I see in the Times that Mark Singer has died: “Mark Singer, Longtime Writer for The New Yorker, Dies at 75.” The Times piece rightly says that he “extended the magazine’s franchise of rich reporting and witty prose about offbeat, complicated and quintessentially American characters.” It quotes New Yorker editor David Remnick: “He came out of the tradition of A.J. Liebling and Joseph Mitchell and Calvin Trillin, which is to say he combined meticulous reporting and a very distinctive comic voice, which is extremely rare.” This is well put. 

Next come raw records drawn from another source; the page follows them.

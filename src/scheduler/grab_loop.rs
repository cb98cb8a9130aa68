//! The grab loop: rounds of sequential, paced attempts over pending tasks.
//!
//! Each round:
//! 1. Snapshots the pending tasks (priority order)
//! 2. Attempts them one at a time, waiting `grab_interval` after each
//! 3. Ends the run if nothing is pending any more
//! 4. Otherwise waits `round_interval` (2 × `grab_interval`) and starts over
//!
//! Cancellation is checked before every attempt and interrupts both waits. An
//! attempt already handed to the acquirer always runs to completion.

use std::any::Any;
use std::panic::AssertUnwindSafe;
use std::sync::Arc;
use std::time::Duration;

use futures::FutureExt;
use tokio_util::sync::CancellationToken;

use crate::acquire::{Acquirer, Attempt};
use crate::domain::{EventSink, GrabOutcome, GrabTask, TaskStatus};
use crate::error::{GrabError, Result};
use crate::queue::TaskQueue;

/// Shortest accepted pause between attempts
pub const MIN_GRAB_INTERVAL: Duration = Duration::from_millis(100);
/// Longest accepted pause between attempts
pub const MAX_GRAB_INTERVAL: Duration = Duration::from_secs(60);

/// Check a grab interval against the accepted range.
pub fn validate_interval(interval: Duration) -> Result<Duration> {
    if interval < MIN_GRAB_INTERVAL {
        return Err(GrabError::InvalidInterval(format!(
            "{:.3}s is below the minimum of {:.1}s",
            interval.as_secs_f64(),
            MIN_GRAB_INTERVAL.as_secs_f64()
        )));
    }
    if interval > MAX_GRAB_INTERVAL {
        return Err(GrabError::InvalidInterval(format!(
            "{:.3}s exceeds the maximum of {}s",
            interval.as_secs_f64(),
            MAX_GRAB_INTERVAL.as_secs()
        )));
    }
    Ok(interval)
}

/// Pacing and retry settings for one run
#[derive(Debug, Clone, PartialEq, Eq)]
pub struct GrabLoopConfig {
    /// Pause after each attempt
    pub grab_interval: Duration,
    /// Failed attempts after which a task is marked failed; `None` retries forever
    pub max_attempts: Option<u32>,
}

impl Default for GrabLoopConfig {
    fn default() -> Self {
        Self {
            grab_interval: Duration::from_secs(1),
            max_attempts: None,
        }
    }
}

impl GrabLoopConfig {
    pub fn new(grab_interval: Duration) -> Self {
        Self {
            grab_interval,
            ..Default::default()
        }
    }

    pub fn with_max_attempts(mut self, max_attempts: Option<u32>) -> Self {
        self.max_attempts = max_attempts;
        self
    }

    /// Pause between rounds
    pub fn round_interval(&self) -> Duration {
        self.grab_interval * 2
    }
}

/// One run of the grab loop. Built fresh for every start.
pub struct GrabLoop {
    queue: Arc<TaskQueue>,
    acquirer: Arc<dyn Acquirer>,
    events: EventSink,
    config: GrabLoopConfig,
    cancel: CancellationToken,
}

impl GrabLoop {
    pub fn new(
        queue: Arc<TaskQueue>,
        acquirer: Arc<dyn Acquirer>,
        events: EventSink,
        config: GrabLoopConfig,
        cancel: CancellationToken,
    ) -> Self {
        Self {
            queue,
            acquirer,
            events,
            config,
            cancel,
        }
    }

    /// Run rounds until nothing is pending or cancellation is observed.
    pub async fn run(&self) -> GrabOutcome {
        let mut round = 0u32;

        loop {
            let pending = self.queue.pending();
            if pending.is_empty() {
                self.events.log("No pending tasks left, grabbing finished");
                return GrabOutcome::Completed;
            }

            round += 1;
            self.events
                .log(format!("Round {} started, {} pending", round, pending.len()));

            for task in &pending {
                if self.cancel.is_cancelled() {
                    self.events.log(format!("Round {} aborted by stop request", round));
                    return GrabOutcome::Stopped;
                }

                // Removed or changed by the caller since the snapshot
                if !self.queue.get(task.id()).is_some_and(|t| t.is_pending()) {
                    log::debug!("Skipping {}, no longer pending", task.resource);
                    continue;
                }

                self.attempt(task).await;

                if !self.pause(self.config.grab_interval).await {
                    self.events.log(format!("Round {} aborted by stop request", round));
                    return GrabOutcome::Stopped;
                }
            }

            if self.queue.pending().is_empty() {
                match self.queue.counts().failed {
                    0 => self.events.log("All tasks acquired"),
                    failed => self
                        .events
                        .log(format!("No pending tasks left, {} failed", failed)),
                }
                return GrabOutcome::Completed;
            }

            self.events
                .log(format!("Round {} finished, waiting for the next round", round));
            if !self.pause(self.config.round_interval()).await {
                return GrabOutcome::Stopped;
            }
        }
    }

    /// Sleep for `duration` unless cancelled first. Returns false on cancellation.
    async fn pause(&self, duration: Duration) -> bool {
        tokio::select! {
            _ = self.cancel.cancelled() => false,
            _ = tokio::time::sleep(duration) => true,
        }
    }

    /// Attempt one task and record the outcome in the queue.
    async fn attempt(&self, task: &GrabTask) {
        let id = task.id();
        self.queue.update_status(id, TaskStatus::Running, false);
        self.events.log(format!(
            "Attempting {} [priority {}]",
            task.resource, task.priority
        ));

        let result = AssertUnwindSafe(self.acquirer.attempt(&task.resource))
            .catch_unwind()
            .await;

        let reason = match result {
            Ok(Ok(Attempt::Acquired)) => None,
            Ok(Ok(Attempt::Rejected { reason })) => Some(reason),
            Ok(Err(e)) => Some(e.to_string()),
            Err(panic) => Some(format!("acquirer panicked: {}", panic_message(panic.as_ref()))),
        };

        let Some(reason) = reason else {
            self.queue.update_status(id, TaskStatus::Success, true);
            self.events.log(format!("Acquired {}", task.resource));
            return;
        };

        let attempts = self.queue.get(id).map_or(task.attempts, |t| t.attempts) + 1;
        let exhausted = self.config.max_attempts.is_some_and(|max| attempts >= max);
        if exhausted {
            self.queue.update_status(id, TaskStatus::Failed, true);
            self.events.log(format!(
                "Giving up on {} after {} attempts: {}",
                task.resource, attempts, reason
            ));
        } else {
            self.queue.update_status(id, TaskStatus::Pending, true);
            self.events
                .log(format!("Failed to acquire {}: {}", task.resource, reason));
        }
    }
}

fn panic_message(panic: &(dyn Any + Send)) -> String {
    if let Some(s) = panic.downcast_ref::<&str>() {
        s.to_string()
    } else if let Some(s) = panic.downcast_ref::<String>() {
        s.clone()
    } else {
        "unknown panic".to_string()
    }
}

#[cfg(test)]
mod tests {
    use super::*;
    use crate::acquire::{MockAcquirer, MockReply};
    use crate::domain::{GrabEvent, Resource, ResourceId};
    use tempfile::TempDir;

    const FAST: Duration = Duration::from_millis(10);

    fn create_queue(ids: &[(u64, i32)]) -> (Arc<TaskQueue>, TempDir) {
        let temp_dir = TempDir::new().unwrap();
        let queue = Arc::new(TaskQueue::open(temp_dir.path().join("queue.json")));
        for (id, priority) in ids {
            queue.add(Resource::new(*id, format!("Course {}", id), format!("C{}", id)), *priority);
        }
        (queue, temp_dir)
    }

    fn create_loop(queue: &Arc<TaskQueue>, acquirer: Arc<MockAcquirer>, config: GrabLoopConfig) -> (GrabLoop, CancellationToken) {
        let cancel = CancellationToken::new();
        let grab_loop = GrabLoop::new(queue.clone(), acquirer, EventSink::default(), config, cancel.clone());
        (grab_loop, cancel)
    }

    #[test]
    fn test_validate_interval() {
        assert!(validate_interval(Duration::from_millis(500)).is_ok());
        assert!(validate_interval(MIN_GRAB_INTERVAL).is_ok());
        assert!(validate_interval(MAX_GRAB_INTERVAL).is_ok());
        assert!(matches!(
            validate_interval(Duration::from_millis(50)),
            Err(GrabError::InvalidInterval(_))
        ));
        assert!(validate_interval(Duration::from_secs(61)).is_err());
    }

    #[test]
    fn test_round_interval_is_double() {
        let config = GrabLoopConfig::new(Duration::from_millis(750));
        assert_eq!(config.round_interval(), Duration::from_millis(1500));
    }

    #[tokio::test]
    async fn test_attempts_in_priority_order() {
        let (queue, _temp) = create_queue(&[(2, 2), (1, 1), (3, 3)]);
        let acquirer = Arc::new(MockAcquirer::new().with_default(MockReply::Acquired));
        let (grab_loop, _cancel) = create_loop(&queue, acquirer.clone(), GrabLoopConfig::new(FAST));

        assert_eq!(grab_loop.run().await, GrabOutcome::Completed);
        assert_eq!(acquirer.calls(), vec![ResourceId(1), ResourceId(2), ResourceId(3)]);
        assert!(queue.all().iter().all(|t| t.status == TaskStatus::Success && t.attempts == 1));
    }

    #[tokio::test]
    async fn test_failures_are_retried_next_round() {
        let (queue, _temp) = create_queue(&[(1, 1), (2, 2)]);
        let acquirer = Arc::new(
            MockAcquirer::new()
                .with_default(MockReply::Acquired)
                .script(1, [MockReply::Rejected("full".into()), MockReply::Error("reset".into())]),
        );
        let (grab_loop, _cancel) = create_loop(&queue, acquirer.clone(), GrabLoopConfig::new(FAST));

        assert_eq!(grab_loop.run().await, GrabOutcome::Completed);
        assert_eq!(
            acquirer.calls(),
            vec![ResourceId(1), ResourceId(2), ResourceId(1), ResourceId(1)]
        );
        let task = queue.get(ResourceId(1)).unwrap();
        assert_eq!(task.status, TaskStatus::Success);
        assert_eq!(task.attempts, 3);
    }

    #[tokio::test]
    async fn test_panicking_acquirer_counts_as_failure() {
        let (queue, _temp) = create_queue(&[(1, 1)]);
        let acquirer = Arc::new(
            MockAcquirer::new()
                .with_default(MockReply::Acquired)
                .script(1, [MockReply::Panic("boom".into())]),
        );
        let (grab_loop, _cancel) = create_loop(&queue, acquirer.clone(), GrabLoopConfig::new(FAST));

        assert_eq!(grab_loop.run().await, GrabOutcome::Completed);
        assert_eq!(acquirer.call_count(), 2);
        assert_eq!(queue.get(ResourceId(1)).unwrap().attempts, 2);
    }

    #[tokio::test]
    async fn test_failure_reverts_to_pending_by_default() {
        let (queue, _temp) = create_queue(&[(1, 1)]);
        let acquirer = Arc::new(MockAcquirer::new());
        let (grab_loop, cancel) = create_loop(&queue, acquirer.clone(), GrabLoopConfig::new(FAST));

        let handle = tokio::spawn(async move { grab_loop.run().await });
        while acquirer.call_count() < 3 {
            tokio::time::sleep(FAST).await;
        }
        cancel.cancel();

        assert_eq!(handle.await.unwrap(), GrabOutcome::Stopped);
        let task = queue.get(ResourceId(1)).unwrap();
        assert_eq!(task.status, TaskStatus::Pending);
        assert!(task.attempts >= 3);
        assert_eq!(queue.counts().failed, 0);
    }

    #[tokio::test]
    async fn test_max_attempts_marks_failed() {
        let (queue, _temp) = create_queue(&[(1, 1)]);
        let acquirer = Arc::new(MockAcquirer::new());
        let config = GrabLoopConfig::new(FAST).with_max_attempts(Some(2));
        let (grab_loop, _cancel) = create_loop(&queue, acquirer.clone(), config);

        assert_eq!(grab_loop.run().await, GrabOutcome::Completed);
        let task = queue.get(ResourceId(1)).unwrap();
        assert_eq!(task.status, TaskStatus::Failed);
        assert_eq!(task.attempts, 2);
        assert_eq!(acquirer.call_count(), 2);
    }

    #[tokio::test]
    async fn test_cancel_before_second_task_leaves_it_untouched() {
        let (queue, _temp) = create_queue(&[(1, 1), (2, 2)]);
        let acquirer = Arc::new(MockAcquirer::new());
        let config = GrabLoopConfig::new(Duration::from_secs(30));
        let (grab_loop, cancel) = create_loop(&queue, acquirer.clone(), config);

        let handle = tokio::spawn(async move { grab_loop.run().await });
        while acquirer.call_count() < 1 {
            tokio::time::sleep(FAST).await;
        }
        cancel.cancel();

        assert_eq!(handle.await.unwrap(), GrabOutcome::Stopped);
        assert_eq!(acquirer.calls(), vec![ResourceId(1)]);
        let second = queue.get(ResourceId(2)).unwrap();
        assert_eq!(second.status, TaskStatus::Pending);
        assert_eq!(second.attempts, 0);
        assert!(second.last_attempt_at.is_none());
    }

    #[tokio::test]
    async fn test_in_flight_attempt_completes_after_cancel() {
        let (queue, _temp) = create_queue(&[(1, 1)]);
        let acquirer = Arc::new(
            MockAcquirer::new()
                .with_default(MockReply::Acquired)
                .with_delay(Duration::from_millis(200)),
        );
        let (grab_loop, cancel) = create_loop(&queue, acquirer.clone(), GrabLoopConfig::new(FAST));

        let handle = tokio::spawn(async move { grab_loop.run().await });
        while acquirer.call_count() < 1 {
            tokio::time::sleep(FAST).await;
        }
        cancel.cancel();

        assert_eq!(handle.await.unwrap(), GrabOutcome::Stopped);
        assert_eq!(queue.get(ResourceId(1)).unwrap().status, TaskStatus::Success);
    }

    #[tokio::test]
    async fn test_removed_task_is_skipped() {
        let (queue, _temp) = create_queue(&[(1, 1), (2, 2)]);
        let acquirer = Arc::new(
            MockAcquirer::new()
                .with_default(MockReply::Acquired)
                .with_delay(Duration::from_millis(100)),
        );
        let (grab_loop, _cancel) = create_loop(&queue, acquirer.clone(), GrabLoopConfig::new(FAST));

        let handle = tokio::spawn(async move { grab_loop.run().await });
        while acquirer.call_count() < 1 {
            tokio::time::sleep(FAST).await;
        }
        queue.remove(ResourceId(2));

        assert_eq!(handle.await.unwrap(), GrabOutcome::Completed);
        assert_eq!(acquirer.calls(), vec![ResourceId(1)]);
    }

    #[tokio::test]
    async fn test_logs_progress() {
        let (queue, _temp) = create_queue(&[(1, 1)]);
        let acquirer = Arc::new(MockAcquirer::new().with_default(MockReply::Acquired));
        let events = EventSink::default();
        let mut rx = events.subscribe();
        let grab_loop = GrabLoop::new(
            queue.clone(),
            acquirer,
            events,
            GrabLoopConfig::new(FAST),
            CancellationToken::new(),
        );

        grab_loop.run().await;

        let mut lines = Vec::new();
        while let Ok(GrabEvent::Log(line)) = rx.try_recv() {
            lines.push(line);
        }
        assert!(lines.iter().any(|l| l.starts_with("Round 1 started")));
        assert!(lines.iter().any(|l| l.starts_with("Acquired [1]")));
        assert_eq!(lines.last().map(String::as_str), Some("All tasks acquired"));
    }
}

Singer was also a master of the “Talk of the Town” story. See, for example: 

“Man vs. Mouse” (“He arranged ‘a Maginot Line of glue traps’ and set out a pizza box with a mouse-size hole and, inside, pieces of mozzarella and pepperoni surrounded by glue traps. This yielded maddening footage of Horace entering the pizza box and, moments later, sauntering out”); 

“Sleight of No Hands” [“Somehow—Jay’s biography, though it comes as close as any source to explaining the how of how, still leaves a reader at the intersection of belief and disbelief—he did magic (specialty: cups-and-balls), played several instruments (dulcimer, trumpet, flute), trick-shot with pistols, demonstrated exquisite ball control at skittles, danced the hornpipe on his leather-encased stumps, married four times, and sired fourteen children (proof, as Jay noted in Learned Pigs and Fireproof Women, of ‘one fully operative appendage’)”];

“Bank Shot” [“When he arrived at Eyebeam, the immediate challenge was to center the logo of American Eagle Savings Bank on the cover of Theories of Business Behavior, by Joseph William McGuire (formerly in the collection of the Cloud County Junior College Library, of Concordia, Kansas)”];

“All-Nighter” (“Or does it refer to stuff that’s really, really hard to follow, especially when certain brainiacs insist on reading their turgid prose in a monotone that makes us doubt our very existence, because, Jesus, why doesn’t this guy in the gray turtleneck occasionally look up and, you know, smile?”);

“Risky Business” (“ ‘As soon as they started moving the bulls out of the pens into the bucking chutes, I could see Bushwacker go from docile to this’ – he pantomimed a bull pawing the ground – ‘and I thought, This bull knows’ ”).

Singer’s Mr. Personality (1989), one of the most beautiful collections of New Yorker writing ever published, contains twenty-five  of his “Talk” pieces, including such classics as “Yabba-Yabba, Doodle-Doodle” (in which Mr. Blatford memorably says, “You get your change from a change machine, put your dog in the Doggie Washer, do your yabba-yabba, doodle-doodle – you know, whatever you do while you’re waiting in a Laundromat – and then go home with a clean dog”) and “Pigeon Mumblers” (“Some Greenpoint pigeon mumblers who are familiar with Killer’s irascible moods say that if he really put his mind to it, he could probably hatch a baseball”).

In a future post, I’ll consider Singer’s literary legacy in more detail. For now, I just want to pay my respects to him. He's a New Yorker great.